**Task instructions**. Scan the records for the string "InvalidFolds"; copy each line where it occurs.

**Recorded data**.
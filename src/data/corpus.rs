//! Corpus loading and preprocessing

use super::{DataError, Document, Label, RawRecord};
use ndarray::Array1;
use std::collections::HashSet;
use std::io::Read;
use std::path::Path;
use tracing::{debug, info};

/// Row accounting from preprocessing
#[derive(Debug, Clone, Copy, Default, PartialEq, Eq)]
pub struct PreprocessStats {
    /// Records read from the source
    pub rows_read: usize,
    /// Records dropped because a field was missing
    pub missing_dropped: usize,
    /// Records dropped as exact duplicates of an earlier record
    pub duplicates_dropped: usize,
}

/// Cleaned, deduplicated document collection
#[derive(Debug, Clone)]
pub struct Corpus {
    documents: Vec<Document>,
    stats: PreprocessStats,
}

impl Corpus {
    /// Validate raw records into documents
    ///
    /// Drops records with a missing (or blank) title, content or label, then
    /// drops exact duplicates keeping the first occurrence. Fails on an
    /// unrecognised label value or when nothing survives.
    pub fn from_records<I>(records: I) -> Result<Self, DataError>
    where
        I: IntoIterator<Item = RawRecord>,
    {
        let mut stats = PreprocessStats::default();
        let mut seen: HashSet<(String, String, Label)> = HashSet::new();
        let mut documents = Vec::new();

        for (row, record) in records.into_iter().enumerate() {
            stats.rows_read += 1;

            let (title, content, raw_label) = match (present(record.title), present(record.content), present(record.label)) {
                (Some(t), Some(c), Some(l)) => (t, c, l),
                _ => {
                    stats.missing_dropped += 1;
                    continue;
                }
            };

            let label = Label::parse(&raw_label).ok_or_else(|| DataError::UnknownLabel {
                row: row + 1,
                value: raw_label.clone(),
            })?;

            let key = (title, content, label);
            if seen.contains(&key) {
                stats.duplicates_dropped += 1;
                continue;
            }
            documents.push(Document::new(key.0.clone(), key.1.clone(), label));
            seen.insert(key);
        }

        if documents.is_empty() {
            return Err(DataError::EmptyCorpus);
        }

        debug!(
            rows_read = stats.rows_read,
            missing = stats.missing_dropped,
            duplicates = stats.duplicates_dropped,
            "Preprocessed records"
        );

        Ok(Self { documents, stats })
    }

    /// Read CSV with a header row containing `title`, `content` (or `text`) and `label`
    ///
    /// A header without one of those columns fails with `MissingColumn`.
    pub fn from_reader<R: Read>(reader: R) -> Result<Self, DataError> {
        let mut reader = csv::ReaderBuilder::new().flexible(true).from_reader(reader);

        let headers = reader.headers()?;
        let has = |name: &str| headers.iter().any(|h| h == name);
        if !has("title") {
            return Err(DataError::MissingColumn("title".to_string()));
        }
        if !has("content") && !has("text") {
            return Err(DataError::MissingColumn("content".to_string()));
        }
        if !has("label") {
            return Err(DataError::MissingColumn("label".to_string()));
        }

        let records = reader
            .deserialize::<RawRecord>()
            .collect::<Result<Vec<_>, _>>()?;

        Self::from_records(records)
    }

    /// Load from a CSV file
    pub fn load_csv(path: &Path) -> Result<Self, DataError> {
        let file = std::fs::File::open(path)?;
        let corpus = Self::from_reader(std::io::BufReader::new(file))?;

        info!(
            path = %path.display(),
            documents = corpus.len(),
            "Loaded corpus"
        );

        Ok(corpus)
    }

    pub fn documents(&self) -> &[Document] {
        &self.documents
    }

    pub fn stats(&self) -> PreprocessStats {
        self.stats
    }

    pub fn len(&self) -> usize {
        self.documents.len()
    }

    pub fn is_empty(&self) -> bool {
        self.documents.is_empty()
    }

    pub fn labels(&self) -> Vec<Label> {
        self.documents.iter().map(|d| d.label()).collect()
    }

    /// Labels as a numeric target vector
    pub fn targets(&self) -> Array1<f64> {
        self.documents.iter().map(|d| d.label().as_target()).collect()
    }

    /// Number of documents per class, indexed by [`Label::index`]
    pub fn class_counts(&self) -> [usize; 2] {
        let mut counts = [0; 2];
        for doc in &self.documents {
            counts[doc.label().index()] += 1;
        }
        counts
    }

    /// Documents at the given indices, in index order
    pub fn subset(&self, indices: &[usize]) -> Vec<Document> {
        indices.iter().map(|&i| self.documents[i].clone()).collect()
    }
}

fn present(field: Option<String>) -> Option<String> {
    field.filter(|s| !s.trim().is_empty())
}

#[cfg(test)]
mod tests {
    use super::*;

    #[test]
    fn test_duplicates_removed() {
        let records = vec![
            RawRecord::new("Title A", "Body A", "Real"),
            RawRecord::new("Title B", "Body B", "Fake"),
            RawRecord::new("Title A", "Body A", "Real"),
        ];

        let corpus = Corpus::from_records(records).unwrap();
        assert_eq!(corpus.len(), 2);
        assert_eq!(corpus.stats().duplicates_dropped, 1);
    }

    #[test]
    fn test_same_text_different_label_is_not_duplicate() {
        let records = vec![
            RawRecord::new("Title A", "Body A", "Real"),
            RawRecord::new("Title A", "Body A", "Fake"),
        ];

        let corpus = Corpus::from_records(records).unwrap();
        assert_eq!(corpus.len(), 2);
    }

    #[test]
    fn test_missing_fields_removed() {
        let records = vec![
            RawRecord::new("Title A", "Body A", "Real"),
            RawRecord {
                title: Some("Title B".into()),
                content: Some("Body B".into()),
                label: None,
            },
            RawRecord {
                title: Some("   ".into()),
                content: Some("Body C".into()),
                label: Some("Fake".into()),
            },
        ];

        let corpus = Corpus::from_records(records).unwrap();
        assert_eq!(corpus.len(), 1);
        assert_eq!(corpus.stats().missing_dropped, 2);
    }

    #[test]
    fn test_empty_corpus_is_error() {
        let records = vec![RawRecord {
            title: None,
            content: None,
            label: None,
        }];

        assert!(matches!(Corpus::from_records(records), Err(DataError::EmptyCorpus)));
    }

    #[test]
    fn test_unknown_label_is_error() {
        let records = vec![RawRecord::new("t", "c", "maybe")];
        match Corpus::from_records(records) {
            Err(DataError::UnknownLabel { row, value }) => {
                assert_eq!(row, 1);
                assert_eq!(value, "maybe");
            }
            other => panic!("unexpected result: {:?}", other),
        }
    }

    #[test]
    fn test_csv_reader_with_extra_columns() {
        let data = "id,title,text,label,subject\n\
                    1,Moon landing faked,Shocking claims,Fake,politics\n\
                    2,Rates unchanged,Central bank holds,Real,economy\n\
                    3,,Body without title,Real,economy\n";

        let corpus = Corpus::from_reader(data.as_bytes()).unwrap();
        assert_eq!(corpus.len(), 2);
        assert_eq!(corpus.class_counts(), [1, 1]);
        assert_eq!(corpus.documents()[0].label(), Label::Fake);
    }

    #[test]
    fn test_csv_missing_column_is_error() {
        let no_label = "title,text\nRates unchanged,Central bank holds\n";
        match Corpus::from_reader(no_label.as_bytes()) {
            Err(DataError::MissingColumn(column)) => assert_eq!(column, "label"),
            other => panic!("unexpected result: {:?}", other),
        }

        let no_title = "headline,content,label\nRates unchanged,Central bank holds,Real\n";
        assert!(matches!(
            Corpus::from_reader(no_title.as_bytes()),
            Err(DataError::MissingColumn(column)) if column == "title"
        ));

        let no_body = "title,label\nRates unchanged,Real\n";
        assert!(matches!(
            Corpus::from_reader(no_body.as_bytes()),
            Err(DataError::MissingColumn(column)) if column == "content"
        ));
    }
}
//! Held-out evaluation of fitted models

use crate::data::Label;
use crate::metrics::{ClassificationReport, ConfusionMatrix, RocCurve};
use crate::models::{Capability, Classifier, ModelError};
use ndarray::{Array1, Array2};
use serde::Serialize;
use tracing::warn;

/// Metrics of one model on the held-out partition
#[derive(Debug, Clone, PartialEq, Serialize)]
pub struct EvaluationRecord {
    pub model_name: String,
    pub accuracy: f64,
    /// F1 with fake as the positive class
    pub f1: f64,
    pub report: ClassificationReport,
    pub confusion_matrix: ConfusionMatrix,
    /// Present only for probabilistic models on two-class test sets
    pub roc: Option<RocCurve>,
    pub auc: Option<f64>,
}

/// Stateless metric computation
#[derive(Debug, Clone, Copy, Default)]
pub struct Evaluator;

impl Evaluator {
    pub fn new() -> Self {
        Self
    }

    pub fn evaluate(
        &self,
        model: &dyn Classifier,
        x_test: &Array2<f64>,
        y_test: &Array1<f64>,
    ) -> Result<EvaluationRecord, ModelError> {
        if x_test.nrows() != y_test.len() {
            return Err(ModelError::DimensionMismatch {
                expected: x_test.nrows(),
                got: y_test.len(),
            });
        }

        let predictions = model.predict(x_test)?;
        let confusion_matrix = ConfusionMatrix::from_predictions(y_test, &predictions);
        let report = ClassificationReport::from_confusion(&confusion_matrix);

        let roc = match model.capability() {
            Capability::Probabilistic => {
                let scores = model.predict_proba(x_test)?;
                let roc = RocCurve::compute(y_test, &scores);
                if roc.is_none() {
                    warn!(
                        model = model.name(),
                        "Single-class test labels or non-finite scores; ROC curve omitted"
                    );
                }
                roc
            }
            Capability::DiscreteOnly => None,
        };

        Ok(EvaluationRecord {
            model_name: model.name().to_string(),
            accuracy: report.accuracy,
            f1: report.class(Label::Fake).f1,
            auc: roc.as_ref().map(RocCurve::auc),
            roc,
            report,
            confusion_matrix,
        })
    }
}

#[cfg(test)]
mod tests {
    use super::*;
    use crate::models::{LogisticConfig, LogisticRegression};
    use ndarray::array;

    struct Constant(f64);

    impl Classifier for Constant {
        fn name(&self) -> &str {
            "Constant"
        }

        fn capability(&self) -> Capability {
            Capability::DiscreteOnly
        }

        fn predict(&self, x: &Array2<f64>) -> Result<Array1<f64>, ModelError> {
            Ok(Array1::from_elem(x.nrows(), self.0))
        }
    }

    struct Diverged;

    impl Classifier for Diverged {
        fn name(&self) -> &str {
            "Diverged"
        }

        fn capability(&self) -> Capability {
            Capability::Probabilistic
        }

        fn predict(&self, x: &Array2<f64>) -> Result<Array1<f64>, ModelError> {
            Ok(Array1::zeros(x.nrows()))
        }

        fn predict_proba(&self, x: &Array2<f64>) -> Result<Array1<f64>, ModelError> {
            Ok(Array1::from_elem(x.nrows(), f64::NAN))
        }
    }

    fn fitted_logistic() -> LogisticRegression {
        let x = array![[0.0], [0.1], [0.9], [1.0]];
        let y = array![0.0, 0.0, 1.0, 1.0];
        let mut lr = LogisticRegression::new(LogisticConfig::default());
        lr.fit(&x, &y).unwrap();
        lr
    }

    #[test]
    fn test_probabilistic_model_gets_roc() {
        let lr = fitted_logistic();
        let x = array![[0.0], [0.2], [0.8], [1.0]];
        let y = array![0.0, 0.0, 1.0, 1.0];

        let record = Evaluator::new().evaluate(&lr, &x, &y).unwrap();
        assert_eq!(record.model_name, "LogisticRegression");
        assert!(record.roc.is_some());
        assert!((record.auc.unwrap() - 1.0).abs() < 1e-10);
    }

    #[test]
    fn test_discrete_model_has_no_roc() {
        let x = array![[0.0], [1.0], [2.0]];
        let y = array![0.0, 1.0, 1.0];

        let record = Evaluator::new().evaluate(&Constant(1.0), &x, &y).unwrap();
        assert!(record.roc.is_none());
        assert!(record.auc.is_none());
        assert!((record.accuracy - 2.0 / 3.0).abs() < 1e-10);
        assert!((record.f1 - 0.8).abs() < 1e-10);
    }

    #[test]
    fn test_single_class_test_set_omits_roc() {
        let lr = fitted_logistic();
        let x = array![[0.9], [1.0]];
        let y = array![1.0, 1.0];

        let record = Evaluator::new().evaluate(&lr, &x, &y).unwrap();
        assert!(record.roc.is_none());
        assert_eq!(record.confusion_matrix.support(Label::Fake), 2);
    }

    #[test]
    fn test_nan_scores_omit_roc() {
        let x = array![[0.0], [1.0]];
        let y = array![0.0, 1.0];

        let record = Evaluator::new().evaluate(&Diverged, &x, &y).unwrap();
        assert!(record.roc.is_none());
        assert!(record.auc.is_none());
        assert_eq!(record.accuracy, 0.5);
    }

    #[test]
    fn test_repeatable() {
        let lr = fitted_logistic();
        let x = array![[0.3], [0.6], [0.95]];
        let y = array![0.0, 1.0, 1.0];

        let evaluator = Evaluator::new();
        assert_eq!(
            evaluator.evaluate(&lr, &x, &y).unwrap(),
            evaluator.evaluate(&lr, &x, &y).unwrap()
        );
    }
}
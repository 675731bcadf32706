//! Stratified k-fold cross-validation

use super::SelectionError;
use crate::data::Label;
use serde::Serialize;
use tracing::warn;

/// Cross-validation split
#[derive(Debug, Clone, PartialEq)]
pub struct CVSplit {
    pub train_indices: Vec<usize>,
    pub test_indices: Vec<usize>,
}

/// Deterministic stratified k-fold (no shuffling)
///
/// Each class is cut into contiguous chunks in original row order. Chunk
/// sizes come from dealing the label-sorted rows round-robin over the
/// folds, so fold sizes differ by at most one and class proportions stay
/// as even as the counts allow.
#[derive(Debug, Clone, Copy)]
pub struct StratifiedKFold {
    n_folds: usize,
}

impl StratifiedKFold {
    pub fn new(n_folds: usize) -> Result<Self, SelectionError> {
        if n_folds < 2 {
            return Err(SelectionError::InvalidFolds(n_folds));
        }
        Ok(Self { n_folds })
    }

    pub fn n_folds(&self) -> usize {
        self.n_folds
    }

    pub fn split(&self, labels: &[Label]) -> Result<Vec<CVSplit>, SelectionError> {
        let k = self.n_folds;
        let n_samples = labels.len();
        if n_samples < k {
            return Err(SelectionError::TooFewSamples {
                n_samples,
                n_folds: k,
            });
        }

        let by_class: Vec<Vec<usize>> = Label::ALL
            .iter()
            .map(|&label| (0..n_samples).filter(|&i| labels[i] == label).collect())
            .collect();

        for (label, members) in Label::ALL.iter().zip(&by_class) {
            if !members.is_empty() && members.len() < k {
                warn!(
                    label = %label,
                    members = members.len(),
                    folds = k,
                    "Class has fewer members than folds"
                );
            }
        }

        // allocation[fold][class] from dealing label-sorted positions round-robin
        let mut allocation = vec![[0usize; 2]; k];
        let mut position = 0;
        for (class, members) in by_class.iter().enumerate() {
            for _ in 0..members.len() {
                allocation[position % k][class] += 1;
                position += 1;
            }
        }

        let mut fold_of = vec![0usize; n_samples];
        for (class, members) in by_class.iter().enumerate() {
            let mut cursor = 0;
            for (fold, counts) in allocation.iter().enumerate() {
                for &idx in &members[cursor..cursor + counts[class]] {
                    fold_of[idx] = fold;
                }
                cursor += counts[class];
            }
        }

        Ok((0..k)
            .map(|fold| {
                let (test_indices, train_indices): (Vec<usize>, Vec<usize>) =
                    (0..n_samples).partition(|&i| fold_of[i] == fold);
                CVSplit {
                    train_indices,
                    test_indices,
                }
            })
            .collect())
    }
}

/// Summary of per-fold scores
#[derive(Debug, Clone, PartialEq, Serialize)]
pub struct CVScores {
    pub scores: Vec<f64>,
    pub mean: f64,
    pub std: f64,
    pub min: f64,
    pub max: f64,
}

impl CVScores {
    /// Calculate summary statistics from scores
    pub fn from_scores(scores: Vec<f64>) -> Self {
        let n = scores.len().max(1) as f64;
        let mean = scores.iter().sum::<f64>() / n;
        let variance = scores.iter().map(|x| (x - mean).powi(2)).sum::<f64>() / n;
        let min = scores.iter().cloned().fold(f64::INFINITY, f64::min);
        let max = scores.iter().cloned().fold(f64::NEG_INFINITY, f64::max);

        Self {
            scores,
            mean,
            std: variance.sqrt(),
            min,
            max,
        }
    }

    pub fn summary(&self) -> String {
        format!(
            "mean={:.4} (+/- {:.4}), min={:.4}, max={:.4}",
            self.mean,
            self.std * 2.0,
            self.min,
            self.max
        )
    }
}

#[cfg(test)]
mod tests {
    use super::*;
    use std::collections::HashSet;

    fn labels(real: usize, fake: usize) -> Vec<Label> {
        // Interleave so class order differs from row order
        let mut out = Vec::new();
        let (mut r, mut f) = (real, fake);
        while r > 0 || f > 0 {
            if r > 0 {
                out.push(Label::Real);
                r -= 1;
            }
            if f > 0 {
                out.push(Label::Fake);
                f -= 1;
            }
        }
        out
    }

    #[test]
    fn test_folds_partition_rows() {
        let y = labels(10, 8);
        let splits = StratifiedKFold::new(3).unwrap().split(&y).unwrap();
        assert_eq!(splits.len(), 3);

        let mut seen = HashSet::new();
        for split in &splits {
            assert_eq!(split.train_indices.len() + split.test_indices.len(), y.len());
            for &i in &split.test_indices {
                assert!(seen.insert(i), "row {} tested twice", i);
                assert!(!split.train_indices.contains(&i));
            }
        }
        assert_eq!(seen.len(), y.len());
    }

    #[test]
    fn test_class_balance_per_fold() {
        let y = labels(9, 6);
        let splits = StratifiedKFold::new(3).unwrap().split(&y).unwrap();

        for split in &splits {
            let fake = split.test_indices.iter().filter(|&&i| y[i] == Label::Fake).count();
            let real = split.test_indices.len() - fake;
            assert_eq!(real, 3);
            assert_eq!(fake, 2);
        }
    }

    #[test]
    fn test_fold_sizes_differ_by_at_most_one() {
        let y = labels(1, 3);
        let splits = StratifiedKFold::new(3).unwrap().split(&y).unwrap();
        let sizes: Vec<usize> = splits.iter().map(|s| s.test_indices.len()).collect();

        assert!(sizes.iter().all(|&s| s >= 1));
        assert!(sizes.iter().max().unwrap() - sizes.iter().min().unwrap() <= 1);
    }

    #[test]
    fn test_deterministic() {
        let y = labels(7, 5);
        let cv = StratifiedKFold::new(3).unwrap();
        assert_eq!(cv.split(&y).unwrap(), cv.split(&y).unwrap());
    }

    #[test]
    fn test_errors() {
        assert!(matches!(StratifiedKFold::new(1), Err(SelectionError::InvalidFolds(1))));
        let cv = StratifiedKFold::new(3).unwrap();
        assert!(matches!(
            cv.split(&labels(1, 1)),
            Err(SelectionError::TooFewSamples { n_samples: 2, n_folds: 3 })
        ));
    }

    #[test]
    fn test_cv_scores() {
        let scores = CVScores::from_scores(vec![0.5, 0.7, 0.9]);
        assert!((scores.mean - 0.7).abs() < 1e-10);
        assert_eq!(scores.min, 0.5);
        assert_eq!(scores.max, 0.9);
        assert!(scores.std > 0.0);
    }
}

**Reply to the exercise**.
            return Err(SelectionError::InvalidFolds(n_folds));
        assert!(matches!(StratifiedKFold::new(1), Err(SelectionError::InvalidFolds(1))));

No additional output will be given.